A circle moving 5 pixels to the right per frame regardless of the frame rate. So if your frame rate is 60, circle moves by 60×5 = 300 pixels. If your CPU is busy or you view the animation on a low end mobile where the FPS is 30 then the circle moves by 150pixels. For some crazy reason if the FPS is 1, the movement observed is 5px. I’m sure you’ve started to think of the issues by now.

Look how this animation plays on my 1GHz single core processor phone and my laptop.

Not cool! This issue causes our games/animations to work in slow motion on low end devices (or just low FPS) which can be a super frustrating experience. It’s worse on “reflex” based games as users will get more time to react leading to a lesser challenging game, hence lesser fun.

How do we avoid this ? Let’s try to comprehend a new concept where we animate based on time.

Time based animations

These are animations dependant on time. If we consider our previous animation, then with this concept we’ll be basically deciding our object’s next position based on the time elapsed since the last frame. So if we want to move the object by 300px in 1 second and the time elapsed since last frame is about 33.33ms (30 FPS – low end devices or busy CPU) then the change in position will occur by 30 pixels. While if the time elapsed is 16.66ms (60FPS ideally) then we’ll get our wanted change, i.e., 5 pixels. Hope this makes sense (demo with further explanation later).

So regardless of the FPS our animations are going to run at the same speed across all devices/configurations. While this technique might cause slight jerks (imagine skipping frames) in the animations on lower FPS, it’s still much better than having the game run in slow motion and wait for 2-3 seconds for the bullet to reach your enemy’s head!

Implementing Time based animations

Implementation is not that hard.
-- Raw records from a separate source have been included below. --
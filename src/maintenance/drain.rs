//! Drain and uncordon controllers
//!
//! Draining is done client side: cordon the node, then evict every
//! evictable pod through the Eviction subresource so PodDisruptionBudgets
//! are respected. DaemonSet pods ignore cordons and static mirror pods
//! cannot be controlled, so both are left alone; pods already in a
//! terminal phase have nothing left to evict. Unreplicated pods and pods
//! backed by emptyDir storage are evicted rather than refused.
//!
//! No eviction is retried here: a 429 (an unsatisfied PodDisruptionBudget)
//! surfaces as [`Error::EvictionBlocked`] and the orchestrator decides what
//! happens to the node.

use k8s_openapi::api::core::v1::{Node, Pod};
use kube::api::{Api, EvictParams, ListParams};
use kube::Client;
use tracing::{debug, info};

use crate::error::{Error, Result};

/// Evict all evictable pods from a node, leaving it cordoned.
pub async fn drain_node(client: &Client, node_name: &str) -> Result<()> {
    let nodes: Api<Node> = Api::all(client.clone());

    info!(node = %node_name, "Cordoning node");
    nodes
        .cordon(node_name)
        .await
        .map_err(|e| Error::or_not_found("node", node_name, e))?;

    let pods: Api<Pod> = Api::all(client.clone());
    let on_node = pods
        .list(&ListParams::default().fields(&format!("spec.nodeName={node_name}")))
        .await?;

    for pod in on_node.items.iter().filter(|p| is_evictable(p)) {
        evict_pod(client, pod).await?;
    }

    Ok(())
}

/// Mark a node schedulable again.
pub async fn uncordon_node(client: &Client, node_name: &str) -> Result<()> {
    let nodes: Api<Node> = Api::all(client.clone());

    info!(node = %node_name, "Uncordoning node");
    nodes
        .uncordon(node_name)
        .await
        .map_err(|e| Error::or_not_found("node", node_name, e))?;

    Ok(())
}

/// Whether a pod should be evicted during a drain.
///
/// Skips pods in a terminal phase, DaemonSet-controlled pods, and static
/// mirror pods. Everything else is fair game, including unreplicated pods
/// and pods with emptyDir volumes.
fn is_evictable(pod: &Pod) -> bool {
    if let Some(phase) = pod.status.as_ref().and_then(|s| s.phase.as_deref()) {
        if phase == "Succeeded" || phase == "Failed" {
            return false;
        }
    }

    if let Some(owners) = pod.metadata.owner_references.as_ref() {
        if owners
            .iter()
            .any(|o| o.controller == Some(true) && o.kind == "DaemonSet")
        {
            return false;
        }
    }

    if let Some(annotations) = pod.metadata.annotations.as_ref() {
        if annotations.contains_key("kubernetes.io/config.mirror") {
            return false;
        }
    }

    true
}

async fn evict_pod(client: &Client, pod: &Pod) -> Result<()> {
    let name = pod.metadata.name.as_deref().unwrap_or_default();
    let pods: Api<Pod> = match pod.metadata.namespace.as_deref() {
        Some(ns) => Api::namespaced(client.clone(), ns),
        None => Api::default_namespaced(client.clone()),
    };

    debug!(pod = %name, "Evicting pod");
    match pods.evict(name, &EvictParams::default()).await {
        Ok(_) => Ok(()),
        // Pod vanished while draining; nothing left to evict.
        Err(kube::Error::Api(resp)) if resp.code == 404 => {
            debug!(pod = %name, "Pod already gone, skipping eviction");
            Ok(())
        }
        Err(kube::Error::Api(resp)) if resp.code == 429 => Err(Error::EvictionBlocked {
            pod: name.to_string(),
            reason: resp.message,
        }),
        Err(e) => Err(Error::Kube(e)),
    }
}
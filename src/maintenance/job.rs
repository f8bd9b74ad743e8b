//! Maintenance job dispatch and completion polling
//!
//! A maintenance job is a one-shot batch Job pinned to a single node via
//! its hostname label. It tolerates `NoExecute` and `NoSchedule` taints so
//! it can run on a node that was just cordoned. Dispatch is idempotent:
//! a job that already exists under the target name counts as dispatched.

use std::collections::BTreeMap;
use std::time::Duration;

use k8s_openapi::api::batch::v1::{Job, JobSpec};
use k8s_openapi::api::core::v1::{Container, PodSpec, PodTemplateSpec, Toleration};
use kube::api::{Api, ObjectMeta, PostParams};
use kube::Client;
use tokio::time;
use tracing::{debug, info};

use crate::error::{Error, Result};

/// Deterministic job name for a node; at most one job per node per run.
pub fn job_name_for(node_name: &str) -> String {
    format!("job-on-{node_name}")
}

/// Everything needed to build a maintenance job.
pub struct JobParams<'a> {
    pub node_name: &'a str,
    pub job_name: &'a str,
    pub namespace: &'a str,
    pub image: &'a str,
    pub command: &'a [String],
}

/// Ensure exactly one maintenance job exists for the node.
///
/// If a job with the same name is already present this is a no-op success;
/// the existing object is left untouched.
pub async fn ensure_job(client: &Client, params: &JobParams<'_>) -> Result<()> {
    let jobs: Api<Job> = Api::namespaced(client.clone(), params.namespace);

    match jobs.get(params.job_name).await {
        Ok(_) => {
            info!(job = %params.job_name, "Job already exists, skipping");
            return Ok(());
        }
        Err(kube::Error::Api(resp)) if resp.code == 404 => {}
        Err(e) => return Err(Error::Kube(e)),
    }

    info!(job = %params.job_name, node = %params.node_name, "Creating maintenance job");
    jobs.create(&PostParams::default(), &build_job(params))
        .await?;

    Ok(())
}

/// Observed job state, derived from the succeeded/failed counters.
#[derive(Debug, Clone, Copy, PartialEq, Eq)]
pub enum JobState {
    Active,
    Succeeded,
    Failed,
}

/// Classify a job by its status counters; terminal once either is > 0.
pub fn job_state(job: &Job) -> JobState {
    let status = job.status.as_ref();
    if status.and_then(|s| s.succeeded).unwrap_or(0) > 0 {
        JobState::Succeeded
    } else if status.and_then(|s| s.failed).unwrap_or(0) > 0 {
        JobState::Failed
    } else {
        JobState::Active
    }
}

/// Poll the job at a fixed interval until it reaches a terminal state.
///
/// Returns `Ok(())` on success, [`Error::JobFailed`] if the job reports a
/// failed pod, and [`Error::TimedOut`] if the deadline expires first.
/// `deadline: None` waits without bound. A transport error on any single
/// fetch propagates immediately.
pub async fn await_completion(
    client: &Client,
    job_name: &str,
    namespace: &str,
    interval: Duration,
    deadline: Option<Duration>,
) -> Result<()> {
    let jobs: Api<Job> = Api::namespaced(client.clone(), namespace);
    let wait = poll_until_terminal(&jobs, job_name, interval);

    match deadline {
        Some(limit) => time::timeout(limit, wait).await.map_err(|_| Error::TimedOut {
            what: format!("completion of job '{job_name}'"),
            after: limit,
        })?,
        None => wait.await,
    }
}

async fn poll_until_terminal(jobs: &Api<Job>, job_name: &str, interval: Duration) -> Result<()> {
    loop {
        let job = jobs
            .get(job_name)
            .await
            .map_err(|e| Error::or_not_found("job", job_name, e))?;

        match job_state(&job) {
            JobState::Succeeded => {
                info!(job = %job_name, "Job completed successfully");
                return Ok(());
            }
            JobState::Failed => {
                return Err(Error::JobFailed {
                    name: job_name.to_string(),
                })
            }
            JobState::Active => {
                debug!(job = %job_name, "Job not yet complete, waiting");
                time::sleep(interval).await;
            }
        }
    }
}

fn build_job(params: &JobParams<'_>) -> Job {
    Job {
        metadata: ObjectMeta {
            name: Some(params.job_name.to_string()),
            namespace: Some(params.namespace.to_string()),
            labels: Some(BTreeMap::from([(
                "app".to_string(),
                "kadmin".to_string(),
            )])),
            ..Default::default()
        },
        spec: Some(JobSpec {
            template: PodTemplateSpec {
                metadata: None,
                spec: Some(PodSpec {
                    node_selector: Some(BTreeMap::from([(
                        "kubernetes.io/hostname".to_string(),
                        params.node_name.to_string(),
                    )])),
                    containers: vec![Container {
                        name: "kadmin-job".to_string(),
                        image: Some(params.image.to_string()),
                        command: Some(params.command.to_vec()),
                        ..Default::default()
                    }],
                    restart_policy: Some("OnFailure".to_string()),
                    tolerations: Some(vec![
                        Toleration {
                            effect: Some("NoExecute".to_string()),
                            operator: Some("Exists".to_string()),
                            ..Default::default()
                        },
                        Toleration {
                            effect: Some("NoSchedule".to_string()),
                            operator: Some("Exists".to_string()),
                            ..Default::default()
                        },
                    ]),
                    ..Default::default()
                }),
            },
            ..Default::default()
        }),
        status: None,
    }
}
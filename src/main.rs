use std::time::Duration;

use clap::Parser;
use kadmin::maintenance::{Orchestrator, OrchestratorConfig};
use kadmin::Error;
use tracing::{info, warn, Level};
use tracing_subscriber::{fmt, prelude::*, EnvFilter};

/// Administer Kubernetes clusters with ease: drain each node, run a
/// maintenance job on it, and bring it back, one node at a time.
#[derive(Parser, Debug)]
#[command(name = "kadmin", author, version, about)]
struct Args {
    /// Namespace to create maintenance jobs in
    #[arg(short = 'n', long, env = "KADMIN_NAMESPACE", default_value = "default")]
    namespace: String,

    /// Image to use for the maintenance job
    #[arg(long, env = "KADMIN_JOB_IMAGE", default_value = "busybox:latest")]
    job_image: String,

    /// Command to run in the maintenance job
    #[arg(long, num_args = 1.., default_values = ["sh", "-c", "echo Hello && sleep 5"])]
    job_command: Vec<String>,

    /// Seconds to wait for each maintenance job to finish (0 = no limit)
    #[arg(long, default_value_t = 3600)]
    job_timeout_secs: u64,

    /// Seconds to wait for system pods on each node to become ready (0 = no limit)
    #[arg(long, default_value_t = 1800)]
    ready_timeout_secs: u64,
}

fn timeout_from_secs(secs: u64) -> Option<Duration> {
    (secs > 0).then(|| Duration::from_secs(secs))
}

#[tokio::main]
async fn main() -> Result<(), Error> {
    let args = Args::parse();

    let env_filter = EnvFilter::builder()
        .with_default_directive(Level::INFO.into())
        .from_env_lossy();
    tracing_subscriber::registry()
        .with(env_filter)
        .with(fmt::layer().with_target(true))
        .init();

    info!("Starting kadmin v{}", env!("CARGO_PKG_VERSION"));

    let client = kadmin::client::new_client().await?;
    info!("Connected to Kubernetes cluster");

    let config = OrchestratorConfig {
        namespace: args.namespace,
        job_image: args.job_image,
        job_command: args.job_command,
        job_timeout: timeout_from_secs(args.job_timeout_secs),
        ready_timeout: timeout_from_secs(args.ready_timeout_secs),
        ..Default::default()
    };

    // Only the dispatch-then-uncordon double failure surfaces as Err here;
    // every other per-node failure is recorded in the report.
    let report = Orchestrator::new(client, config).run().await?;

    for entry in &report.outcomes {
        if entry.outcome.is_completed() {
            info!(node = %entry.node, "Node processed");
        } else {
            warn!(node = %entry.node, outcome = ?entry.outcome, "Node skipped");
        }
    }
    info!(
        summary = %serde_json::to_string(&report).unwrap_or_default(),
        "Run report"
    );

    Ok(())
}
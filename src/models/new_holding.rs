use derive_getters::Getters;
use derive_new::new;
use rust_decimal::Decimal;
use rust_decimal_macros::dec;
use thiserror::Error;

/// Largest quantity accepted for a single holding.
pub const MAX_LOTS: Decimal = dec!(1000000000);
/// Largest purchase price per share accepted, in rupiah.
pub const MAX_PRICE: Decimal = dec!(1000000000);

/// User-entered part of a holding. Id, current price and daily gain are
/// assigned by the store.
#[derive(Clone, Debug, Getters, PartialEq, new)]
pub struct NewHolding {
    ticker: String,
    name: String,
    lots: Decimal,
    purchase_price: Decimal,
}

#[derive(Clone, Debug, Error, PartialEq)]
pub enum InvalidHolding {
    #[error("Ticker is required")]
    EmptyTicker,
    #[error("Quantity must be positive, got {0} lots")]
    NonPositiveLots(Decimal),
    #[error("Purchase price must be positive, got {0}")]
    NonPositivePrice(Decimal),
    #[error("Quantity must be at most 1000000000 lots, got {0}")]
    TooManyLots(Decimal),
    #[error("Purchase price must be at most 1000000000, got {0}")]
    PriceTooHigh(Decimal),
}

impl NewHolding {
    pub fn normalized_ticker(&self) -> String {
        self.ticker.trim().to_uppercase()
    }

    pub fn validate(&self) -> Result<(), InvalidHolding> {
        if self.ticker.trim().is_empty() {
            return Err(InvalidHolding::EmptyTicker);
        }
        if self.lots <= Decimal::ZERO {
            return Err(InvalidHolding::NonPositiveLots(self.lots));
        }
        if self.purchase_price <= Decimal::ZERO {
            return Err(InvalidHolding::NonPositivePrice(self.purchase_price));
        }
        if self.lots > MAX_LOTS {
            return Err(InvalidHolding::TooManyLots(self.lots));
        }
        if self.purchase_price > MAX_PRICE {
            return Err(InvalidHolding::PriceTooHigh(self.purchase_price));
        }

        Ok(())
    }
}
This is how I converted the previous frame based animation to time based animation.


… and this is how the animation works (on same devices as before).

The animation in mobile is slightly jerky but the speed is same as the laptop which is more important, right?
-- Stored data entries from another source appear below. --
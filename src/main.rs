use anyhow::Result;
use clap::Parser;
use tracing::info;

use investoport_tui::{
    app::{App, HoldingsStore, RandomDrift},
    config::Config,
    logging::init_logging,
    storage::FileStore,
};

fn main() -> Result<()> {
    dotenv::dotenv().ok();
    let config = Config::parse();

    init_logging(&config.log_path())?;

    let storage = FileStore::new(config.store_dir());
    info!(dir = %storage.dir().display(), "Opening portfolio");

    let store = HoldingsStore::open(storage, RandomDrift::from_thread_rng())?;

    let mut app = App::new(store);
    app.run()?;

    Ok(())
}
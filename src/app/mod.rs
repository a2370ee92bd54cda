pub mod app;
pub mod calc;
pub mod chart_range;
pub mod form;
pub mod format;
pub mod holdings_store;
pub mod seed;
pub mod simulator;
pub mod ui;
pub mod utils;

pub use app::App;
pub use holdings_store::{HoldingsStore, STORAGE_KEY, load_holdings, persist_holdings};
pub use simulator::{FixedDrift, PriceSimulator, RandomDrift};
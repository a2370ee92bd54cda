use std::cmp::Ordering;

use anyhow::{Context, Result};
use chrono::Local;
use rust_decimal::Decimal;

use crate::models::Holding;

pub fn parse_decimal(field: &str, field_name: &str) -> Result<Decimal> {
    field
        .trim()
        .parse::<Decimal>()
        .with_context(|| format!("Failed to parse {} '{}'", field_name, field))
}

/// Millisecond-timestamp ids, strictly increasing for the lifetime of the
/// generator. Ids are compared as unbounded decimal numbers, so a saved id of
/// any length can be stepped over.
#[derive(Clone, Debug, Default)]
pub struct IdGenerator {
    last: Option<String>,
}

impl IdGenerator {
    /// Starts above every numeric id in `holdings`.
    pub fn after(holdings: &[Holding]) -> Self {
        let last = holdings
            .iter()
            .map(|holding| holding.id().as_str())
            .filter(|id| !id.is_empty() && id.bytes().all(|b| b.is_ascii_digit()))
            .map(strip_leading_zeros)
            .max_by(|a, b| compare_digits(a, b))
            .map(str::to_string);

        Self { last }
    }

    pub fn next_id(&mut self) -> String {
        let now = Local::now().timestamp_millis().max(0).to_string();
        let next = match &self.last {
            Some(last) => {
                let bumped = increment_digits(last);
                if compare_digits(&now, &bumped) == Ordering::Greater {
                    now
                } else {
                    bumped
                }
            }
            None => now,
        };

        self.last = Some(next.clone());
        next
    }
}

fn strip_leading_zeros(digits: &str) -> &str {
    let stripped = digits.trim_start_matches('0');
    if stripped.is_empty() { "0" } else { stripped }
}

/// Orders two digit strings without leading zeros by numeric value.
fn compare_digits(a: &str, b: &str) -> Ordering {
    a.len().cmp(&b.len()).then_with(|| a.cmp(b))
}

fn increment_digits(digits: &str) -> String {
    let mut bytes = digits.as_bytes().to_vec();
    for byte in bytes.iter_mut().rev() {
        if *byte == b'9' {
            *byte = b'0';
        } else {
            *byte += 1;
            return String::from_utf8_lossy(&bytes).into_owned();
        }
    }

    format!("1{}", String::from_utf8_lossy(&bytes))
}
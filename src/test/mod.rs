mod holdings_store;
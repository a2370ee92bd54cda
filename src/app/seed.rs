use rust_decimal_macros::dec;

use crate::models::{ChartPoint, Holding, MarketIndex};

pub fn initial_holdings() -> Vec<Holding> {
    vec![
        Holding::new(
            String::from("1"),
            String::from("BBCA"),
            String::from("Bank Central Asia"),
            dec!(12.4),
            dec!(1240),
            dec!(9100),
            dec!(10250),
            dec!(12.5),
        ),
        Holding::new(
            String::from("2"),
            String::from("TLKM"),
            String::from("Telkom Indonesia"),
            dec!(50),
            dec!(5000),
            dec!(3950),
            dec!(3850),
            dec!(-2.1),
        ),
        Holding::new(
            String::from("3"),
            String::from("ASII"),
            String::from("Astra International"),
            dec!(8),
            dec!(800),
            dec!(4900),
            dec!(5125),
            dec!(4.3),
        ),
        Holding::new(
            String::from("4"),
            String::from("GOTO"),
            String::from("GoTo Gojek Tokopedia"),
            dec!(500),
            dec!(50000),
            dec!(84),
            dec!(84),
            dec!(0.0),
        ),
    ]
}

pub fn market_indices() -> Vec<MarketIndex> {
    vec![
        MarketIndex::new(
            String::from("IHSG"),
            String::from("7.234,12"),
            String::from("+0.45%"),
            true,
        ),
        MarketIndex::new(
            String::from("LQ45"),
            String::from("952,40"),
            String::from("-0.12%"),
            false,
        ),
        MarketIndex::new(
            String::from("USD/IDR"),
            String::from("15.742"),
            String::from("+0.02%"),
            true,
        ),
    ]
}

pub fn performance_chart() -> Vec<ChartPoint> {
    [
        ("1 MAY", dec!(120)),
        ("5 MAY", dec!(135)),
        ("10 MAY", dec!(155)),
        ("15 MAY", dec!(145)),
        ("20 MAY", dec!(130)),
        ("25 MAY", dec!(165)),
        ("30 MAY", dec!(150)),
    ]
    .into_iter()
    .map(|(date, value)| ChartPoint::new(date.to_string(), value))
    .collect()
}
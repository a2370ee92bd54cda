use derive_getters::Getters;
use derive_new::new;
use serde::{Deserialize, Serialize};

#[derive(Clone, Debug, Deserialize, Eq, Getters, PartialEq, Serialize, new)]
#[serde(rename_all = "camelCase")]
pub struct MarketIndex {
    name: String,
    value: String,
    change: String,
    is_positive: bool,
}
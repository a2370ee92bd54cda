pub mod file;
pub mod memory;

pub use file::FileStore;
pub use memory::MemoryStore;

use anyhow::Result;

/// String key-value persistence, the only state that survives a restart.
pub trait KeyValueStore {
    /// Returns `None` when nothing has been saved under `key`.
    fn load(&self, key: &str) -> Result<Option<String>>;

    fn save(&mut self, key: &str, value: &str) -> Result<()>;
}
Coming back to the coding, which is very simple. We essentially calculate how much time it takes to render one frame. It is denoted by delta here.


var now, delta;
var then = new Date().getTime();

function move() {
	now = new Date().getTime();
	delta = now - then;
	// console.log(delta);
	
	ctx.clearRect(0, 0, window_width, window_height);
	var c = circle;
	c.draw();
	c.x += calcSpeed(delta, 5);
	
	if(c.x - c.radius > window_width)
		c.x = -c.radius;
	
	then = now;
}

So, we first get the current time at the start of the frame animation in now variable and then copy it to the then variable at the end of frame animation. Calculating the difference between these two gives us the time consumed between two consecutive frames. We then use this information to convert the 5 speed of the circle to time based. Here’s the function responsible for that.

var calcSpeed = function(del, speed) {
	return (speed * del) * (60 / 1000);
}

Explanation: In this function, we are just multiplying the speed that we were using in the frame based animation and multiply with delta and frame rate we are aiming (60 in this case, which is converted into frames/ms by dividing 60 by 1000).
Now, your animations will run at the same speed in any device no matter what FPS are they getting.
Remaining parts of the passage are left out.